** Opening LISTED RECORDS block **
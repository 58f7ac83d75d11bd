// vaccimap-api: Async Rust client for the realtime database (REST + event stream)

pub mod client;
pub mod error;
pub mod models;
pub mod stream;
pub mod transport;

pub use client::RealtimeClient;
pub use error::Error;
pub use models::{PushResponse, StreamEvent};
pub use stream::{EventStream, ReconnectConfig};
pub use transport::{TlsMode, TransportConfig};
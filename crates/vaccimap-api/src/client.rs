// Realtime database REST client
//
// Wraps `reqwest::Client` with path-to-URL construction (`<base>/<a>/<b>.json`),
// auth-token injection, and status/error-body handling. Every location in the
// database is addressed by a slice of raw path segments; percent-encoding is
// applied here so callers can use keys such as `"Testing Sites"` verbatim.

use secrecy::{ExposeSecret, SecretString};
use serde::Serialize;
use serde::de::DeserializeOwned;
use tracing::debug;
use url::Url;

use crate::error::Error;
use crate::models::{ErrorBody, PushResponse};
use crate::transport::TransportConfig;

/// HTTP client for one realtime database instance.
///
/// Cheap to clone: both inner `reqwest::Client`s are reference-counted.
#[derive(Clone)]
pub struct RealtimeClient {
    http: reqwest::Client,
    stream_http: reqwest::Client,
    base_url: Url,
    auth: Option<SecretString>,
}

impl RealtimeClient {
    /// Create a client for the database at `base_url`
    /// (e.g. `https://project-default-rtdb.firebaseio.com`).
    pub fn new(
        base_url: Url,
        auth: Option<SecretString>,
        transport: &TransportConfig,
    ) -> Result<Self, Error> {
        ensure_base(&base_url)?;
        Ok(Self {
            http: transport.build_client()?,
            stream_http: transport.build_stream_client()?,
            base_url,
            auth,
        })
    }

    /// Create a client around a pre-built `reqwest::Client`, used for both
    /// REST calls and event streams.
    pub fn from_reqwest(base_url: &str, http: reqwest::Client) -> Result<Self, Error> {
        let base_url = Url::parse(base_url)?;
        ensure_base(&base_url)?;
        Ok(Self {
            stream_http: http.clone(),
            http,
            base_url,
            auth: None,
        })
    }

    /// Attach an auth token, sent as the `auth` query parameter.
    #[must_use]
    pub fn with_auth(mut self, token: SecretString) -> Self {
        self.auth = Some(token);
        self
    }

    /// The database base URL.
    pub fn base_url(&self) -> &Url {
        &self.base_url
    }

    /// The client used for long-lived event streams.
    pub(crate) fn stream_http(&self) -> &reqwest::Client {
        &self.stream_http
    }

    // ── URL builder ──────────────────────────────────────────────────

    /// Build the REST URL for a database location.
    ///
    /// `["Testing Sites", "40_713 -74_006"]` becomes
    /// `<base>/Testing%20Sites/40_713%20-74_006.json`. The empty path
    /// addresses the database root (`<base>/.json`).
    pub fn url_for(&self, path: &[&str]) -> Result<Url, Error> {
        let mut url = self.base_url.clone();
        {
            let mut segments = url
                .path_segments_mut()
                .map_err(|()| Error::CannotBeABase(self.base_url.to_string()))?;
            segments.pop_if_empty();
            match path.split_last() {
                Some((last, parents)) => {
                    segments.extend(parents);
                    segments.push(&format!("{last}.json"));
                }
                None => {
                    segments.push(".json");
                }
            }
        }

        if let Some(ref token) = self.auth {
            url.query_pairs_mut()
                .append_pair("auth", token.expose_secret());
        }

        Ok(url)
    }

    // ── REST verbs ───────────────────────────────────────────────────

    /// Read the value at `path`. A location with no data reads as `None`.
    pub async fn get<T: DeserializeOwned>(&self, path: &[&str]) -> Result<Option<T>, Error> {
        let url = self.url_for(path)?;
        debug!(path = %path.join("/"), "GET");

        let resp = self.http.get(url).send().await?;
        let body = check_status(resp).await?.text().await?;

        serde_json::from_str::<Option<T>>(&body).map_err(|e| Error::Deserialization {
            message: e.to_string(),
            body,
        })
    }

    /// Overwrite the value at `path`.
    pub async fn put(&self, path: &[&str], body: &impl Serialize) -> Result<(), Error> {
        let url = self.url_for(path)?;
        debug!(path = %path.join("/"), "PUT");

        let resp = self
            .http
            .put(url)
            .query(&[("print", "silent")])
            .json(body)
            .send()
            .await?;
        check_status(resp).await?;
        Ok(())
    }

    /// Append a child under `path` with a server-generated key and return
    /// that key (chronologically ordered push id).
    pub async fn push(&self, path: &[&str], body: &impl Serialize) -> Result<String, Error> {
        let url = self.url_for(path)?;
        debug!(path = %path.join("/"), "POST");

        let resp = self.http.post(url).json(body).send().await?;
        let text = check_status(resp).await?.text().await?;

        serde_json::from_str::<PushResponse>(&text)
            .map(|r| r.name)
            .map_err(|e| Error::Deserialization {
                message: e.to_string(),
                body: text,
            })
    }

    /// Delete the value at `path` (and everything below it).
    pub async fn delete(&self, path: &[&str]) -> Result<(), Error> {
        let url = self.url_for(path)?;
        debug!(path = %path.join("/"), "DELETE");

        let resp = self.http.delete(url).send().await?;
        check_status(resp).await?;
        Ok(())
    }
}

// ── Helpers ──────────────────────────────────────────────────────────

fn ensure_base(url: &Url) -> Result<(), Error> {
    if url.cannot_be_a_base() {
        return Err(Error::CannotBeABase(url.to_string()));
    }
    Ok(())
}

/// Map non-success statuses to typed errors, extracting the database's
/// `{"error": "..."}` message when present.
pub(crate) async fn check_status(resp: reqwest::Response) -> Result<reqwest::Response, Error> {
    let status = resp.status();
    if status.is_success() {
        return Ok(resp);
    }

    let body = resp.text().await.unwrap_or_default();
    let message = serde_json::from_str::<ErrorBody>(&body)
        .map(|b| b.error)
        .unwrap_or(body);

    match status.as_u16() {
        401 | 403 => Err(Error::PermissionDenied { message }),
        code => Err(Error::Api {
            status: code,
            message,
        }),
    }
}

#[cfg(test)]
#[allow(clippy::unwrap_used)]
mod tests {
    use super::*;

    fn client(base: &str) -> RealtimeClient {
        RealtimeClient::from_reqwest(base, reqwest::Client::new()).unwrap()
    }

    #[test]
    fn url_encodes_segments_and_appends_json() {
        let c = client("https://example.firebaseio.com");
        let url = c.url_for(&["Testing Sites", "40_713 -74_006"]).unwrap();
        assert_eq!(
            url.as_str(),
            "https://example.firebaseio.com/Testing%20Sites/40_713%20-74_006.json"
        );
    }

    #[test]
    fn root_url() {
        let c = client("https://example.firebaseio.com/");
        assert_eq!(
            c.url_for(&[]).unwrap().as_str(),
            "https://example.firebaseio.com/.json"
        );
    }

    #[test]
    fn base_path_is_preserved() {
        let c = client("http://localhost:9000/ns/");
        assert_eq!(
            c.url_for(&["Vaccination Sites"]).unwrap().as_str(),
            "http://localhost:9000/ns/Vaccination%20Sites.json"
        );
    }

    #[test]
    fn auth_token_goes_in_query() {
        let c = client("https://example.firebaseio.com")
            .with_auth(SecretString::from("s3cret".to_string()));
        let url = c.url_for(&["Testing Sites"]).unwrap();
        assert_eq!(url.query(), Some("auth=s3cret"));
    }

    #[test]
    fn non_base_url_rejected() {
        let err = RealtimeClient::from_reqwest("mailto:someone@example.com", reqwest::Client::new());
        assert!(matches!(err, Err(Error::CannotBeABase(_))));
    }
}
** Closing LISTED RECORDS block **
## REQUIREMENT
Take every line above that includes "database" and list it.

## RESPONSE
// vaccimap-api: Async Rust client for the realtime database (REST + event stream)
// Realtime database REST client
// database is addressed by a slice of raw path segments; percent-encoding is
/// HTTP client for one realtime database instance.
    /// Create a client for the database at `base_url`
    /// The database base URL.
    /// Build the REST URL for a database location.
    /// addresses the database root (`<base>/.json`).
/// Map non-success statuses to typed errors, extracting the database's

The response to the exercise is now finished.